Fujikura Suffered from Wide Price Down of Electronic Materials

Fujikura, Japanese major maker of electric cables and electronic materials, posted wide lower consolidated operating profit for its Electronics & Auto Segment in fiscal 2006 ended March 2007 compared with fiscal 2005, which is the main business unit for Fujikura’s consolidated sales and profits. The operating margin of the segment declined to 5.1% in fiscal 2006, which became to below 10% for the first time since fiscal 2002, when the selling prices of flexible printed circuits (FPCs) and connectors dropped down with strong cost cut offers from the users.

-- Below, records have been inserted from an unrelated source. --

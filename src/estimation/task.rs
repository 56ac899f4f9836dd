// Estimation task
// One cancellable run of an onset estimator over a signal sub-range

use std::sync::atomic::{AtomicBool, Ordering};
use std::sync::Arc;
use tokio::sync::mpsc::UnboundedSender;

use super::types::{EstimationError, OnsetEstimator, TaskEvent, TaskOutcome};
use crate::record::Record;

/// Shared cancellation flag for a single task.
///
/// Aborting is cooperative: the flag is only checked right before the
/// estimator is called and right after it returns, so an abort issued
/// mid-computation takes effect once the estimator finishes.
#[derive(Debug, Clone, Default)]
pub struct AbortHandle {
    flag: Arc<AtomicBool>,
}

impl AbortHandle {
    pub fn new() -> Self {
        Self::default()
    }

    /// Request cancellation. Idempotent.
    pub fn abort(&self) {
        self.flag.store(true, Ordering::SeqCst);
    }

    pub fn is_aborted(&self) -> bool {
        self.flag.load(Ordering::SeqCst)
    }
}

/// A single-use estimation run over `[start, end)` of a record.
///
/// `run` consumes the task; running again means building a new one.
pub struct EstimationTask {
    record: Arc<Record>,
    estimator: Arc<dyn OnsetEstimator>,
    start: usize,
    end: usize,
    abort: AbortHandle,
}

impl EstimationTask {
    /// Create a task. Bounds are expected to be validated by the caller.
    pub fn new(
        record: Arc<Record>,
        estimator: Arc<dyn OnsetEstimator>,
        start: usize,
        end: usize,
    ) -> Self {
        EstimationTask {
            record,
            estimator,
            start,
            end,
            abort: AbortHandle::new(),
        }
    }

    pub fn start(&self) -> usize {
        self.start
    }

    pub fn end(&self) -> usize {
        self.end
    }

    /// Handle for aborting this task from another thread
    pub fn abort_handle(&self) -> AbortHandle {
        self.abort.clone()
    }

    /// Request cancellation. Idempotent.
    pub fn abort(&self) {
        self.abort.abort();
    }

    /// Analysis range in seconds, with the end clamped to the record length
    pub fn range_secs(&self) -> (f64, f64) {
        let fs = self.record.sample_rate();
        let start_secs = self.start as f64 / fs;
        let end_secs = self.end.min(self.record.len()) as f64 / fs;
        (start_secs, end_secs)
    }

    /// Run the estimator and report through `events`.
    ///
    /// Sends `PositionEstimated` then `Finished` on success. Returns
    /// `TaskOutcome::Aborted` without sending anything when aborted.
    /// Estimator errors are returned to the caller and nothing is sent.
    pub fn run(self, events: &UnboundedSender<TaskEvent>) -> Result<TaskOutcome, EstimationError> {
        let (start_secs, end_secs) = self.range_secs();

        if self.abort.is_aborted() {
            log::debug!("Estimation aborted before start");
            return Ok(TaskOutcome::Aborted);
        }

        let result = self.estimator.estimate(
            self.record.signal(),
            self.record.sample_rate(),
            start_secs,
            end_secs,
        )?;

        if self.abort.is_aborted() {
            log::debug!("Estimation aborted after estimator returned");
            return Ok(TaskOutcome::Aborted);
        }

        log::info!(
            "Estimated onset at sample {} ({:.3}s to {:.3}s)",
            result.time,
            start_secs,
            end_secs
        );

        let time = result.time;

        // A closed receiver means the session is gone; nothing left to notify
        if events.send(TaskEvent::PositionEstimated(result)).is_err() {
            log::debug!("Estimation result dropped: receiver closed");
            return Ok(TaskOutcome::Completed { time });
        }
        let _ = events.send(TaskEvent::Finished);

        Ok(TaskOutcome::Completed { time })
    }
}
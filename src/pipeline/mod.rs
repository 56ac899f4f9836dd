// Pipeline monitoring module
// Traces estimation runs executed by the worker

pub mod trace;

pub use trace::{read_trace_file, RunStage, RunTraceEntry, TraceError, TraceWriter};
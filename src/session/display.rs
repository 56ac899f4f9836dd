// Time labels
use chrono::NaiveTime;

const MS_PER_DAY: i64 = 86_400_000;

/// Sample index as `HH h MM m SS.mmm s`, wrapping at 24 h
pub fn format_sample_time(sample: usize, sample_rate: f64) -> String {
    let ms = ((sample as f64 * 1000.0) / sample_rate) as i64;
    format_millis(ms)
}

pub fn format_millis(ms: i64) -> String {
    let ms = ms.rem_euclid(MS_PER_DAY);
    let secs = (ms / 1000) as u32;
    let nanos = ((ms % 1000) * 1_000_000) as u32;

    match NaiveTime::from_num_seconds_from_midnight_opt(secs, nanos) {
        Some(time) => time.format("%H h %M m %S%.3f s").to_string(),
        None => "00 h 00 m 00.000 s".to_string(),
    }
}

/// Label shown for the current estimate
pub fn arrival_label(sample: usize, sample_rate: f64) -> String {
    format!("Estimated Arrival Time: {}", format_sample_time(sample, sample_rate))
}

#[cfg(test)]
mod tests {
    use super::*;

    #[test]
    fn test_label_format() {
        assert_eq!(
            arrival_label(500, 100.0),
            "Estimated Arrival Time: 00 h 00 m 05.000 s"
        );
        assert_eq!(
            format_sample_time(3_723_456, 1000.0),
            "01 h 02 m 03.456 s"
        );
    }

    #[test]
    fn test_milliseconds_truncate() {
        // 1 sample at 3 Hz is 333.33 ms
        assert_eq!(format_sample_time(1, 3.0), "00 h 00 m 00.333 s");
        assert_eq!(format_sample_time(2, 3.0), "00 h 00 m 00.666 s");
    }

    #[test]
    fn test_wraps_at_one_day() {
        assert_eq!(format_millis(MS_PER_DAY + 1_500), "00 h 00 m 01.500 s");
        assert_eq!(format_millis(-1), "23 h 59 m 59.999 s");
    }
}
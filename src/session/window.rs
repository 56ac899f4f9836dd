// Analysis window
// Window bounds, their construction rules, and the limits exposed for editing

use serde::Serialize;
use thiserror::Error;

/// Shortest analysis window, in seconds
pub const MIN_MARGIN_SECS: f64 = 0.5;

/// Shortest analysis window in samples at `sample_rate`
pub fn min_margin_samples(sample_rate: f64) -> usize {
    (MIN_MARGIN_SECS * sample_rate).ceil() as usize
}

#[derive(Debug, Clone, PartialEq, Error)]
pub enum WindowError {
    #[error("Start sample {start} outside record of {len} samples")]
    StartOutOfRange { start: i64, len: usize },
    #[error("End sample {end} outside record of {len} samples")]
    EndOutOfRange { end: i64, len: usize },
    #[error("Window [{start}, {end}) must span at least {min_secs} s")]
    WindowTooShort { start: i64, end: i64, min_secs: f64 },
    #[error("Event at sample {time} is not strictly inside [{start}, {end})")]
    EventOutsideWindow { time: usize, start: usize, end: usize },
}

/// Sample range `[start, end)` analysed by the estimator
#[derive(Debug, Clone, Copy, PartialEq, Eq, Serialize)]
pub struct SignalWindow {
    start: usize,
    end: usize,
}

impl SignalWindow {
    /// Validate a window over a record of `len` samples
    pub fn new(start: i64, end: i64, len: usize, sample_rate: f64) -> Result<Self, WindowError> {
        let n = len as i64;
        if start < 0 || start >= n {
            return Err(WindowError::StartOutOfRange { start, len });
        }
        if end < 0 || end >= n {
            return Err(WindowError::EndOutOfRange { end, len });
        }
        if ((end - start) as f64) < MIN_MARGIN_SECS * sample_rate {
            return Err(WindowError::WindowTooShort {
                start,
                end,
                min_secs: MIN_MARGIN_SECS,
            });
        }

        Ok(SignalWindow {
            start: start as usize,
            end: end as usize,
        })
    }

    pub fn start(&self) -> usize {
        self.start
    }

    pub fn end(&self) -> usize {
        self.end
    }

    pub fn len(&self) -> usize {
        self.end.saturating_sub(self.start)
    }

    pub fn is_empty(&self) -> bool {
        self.len() == 0
    }

    /// `start + (end - start) / 2`
    pub fn midpoint(&self) -> usize {
        self.start + self.len() / 2
    }

    pub fn contains_strictly(&self, time: usize) -> bool {
        self.start < time && time < self.end
    }

    /// Check that `time` may be the event time of this window
    pub fn check_event(&self, time: usize) -> Result<(), WindowError> {
        if self.contains_strictly(time) {
            Ok(())
        } else {
            Err(WindowError::EventOutsideWindow {
                time,
                start: self.start,
                end: self.end,
            })
        }
    }

    pub(crate) fn set_start(&mut self, start: usize) {
        self.start = start;
    }

    pub(crate) fn set_end(&mut self, end: usize) {
        self.end = end;
    }
}

/// Legal values for each bound, in samples
#[derive(Debug, Clone, Copy, PartialEq, Eq, Serialize)]
pub struct BoundLimits {
    pub start_min: usize,
    pub start_max: usize,
    pub end_min: usize,
    pub end_max: usize,
}

impl BoundLimits {
    /// Limits covering a whole record of `len` samples
    pub fn for_record(len: usize, min_margin: usize) -> Self {
        BoundLimits {
            start_min: 0,
            start_max: len.saturating_sub(min_margin),
            end_min: min_margin,
            end_max: len,
        }
    }

    /// Limits for a record of `len` samples, coupled to `window` so that
    /// no edit can bring the bounds closer than `min_margin`
    pub fn for_window(len: usize, window: &SignalWindow, min_margin: usize) -> Self {
        let mut limits = Self::for_record(len, min_margin);
        limits.follow_start(window.start(), min_margin);
        limits.follow_end(window.end(), min_margin);
        limits
    }

    pub fn clamp_start(&self, start: i64) -> usize {
        start
            .max(self.start_min as i64)
            .min(self.start_max as i64)
            .max(0) as usize
    }

    pub fn clamp_end(&self, end: i64) -> usize {
        end.max(self.end_min as i64).min(self.end_max as i64).max(0) as usize
    }

    /// The end may not come closer than `min_margin` to a new start
    pub(crate) fn follow_start(&mut self, start: usize, min_margin: usize) {
        self.end_min = start + min_margin;
    }

    /// The start may not come closer than `min_margin` to a new end
    pub(crate) fn follow_end(&mut self, end: usize, min_margin: usize) {
        self.start_max = end.saturating_sub(min_margin);
    }
}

Kazuhiko Ohashi, president of Fujikura, intended to recover operating margin to above 10% for the Segment in the second half of fiscal 2007.The selling price especially decreased for FPC, which accounts for approximately 40% in the total sales of the Electronics & Auto Segment. The firm explained FPC shipment volume increased in fiscal 2006 compared with fiscal 2005 but the sales value kept flat at 90 billion yen due to the sharp decline of FPC’s unit price.Additionally material costs expanded in fiscal 2006. As a result, the consolidated sales of the Electronics & Auto Segment totally increased by 22% to 241 billion yen in fiscal 2006 from fiscal 2005 while the operating profit halved to 12.4 billion yen in fiscal 2006 from 24.7 billion yen in fiscal 2005.Mr. Ohashi explained FPC’s price down was especially large in January-March 2007. He also pointed out Fujikura’s FPC supply capacity became surplus at Thai productive subsidiary against the world market demand in fiscal 2006. Lower operating rate caused lower operating profit, he suggested.Fujikura tries to receive FPC orders to improve operating rate of productive equipment in Thai and Chinese subsidiaries. The firm received many new orders for FPC this month and expects the operating profit could recover gradually in and after July-September.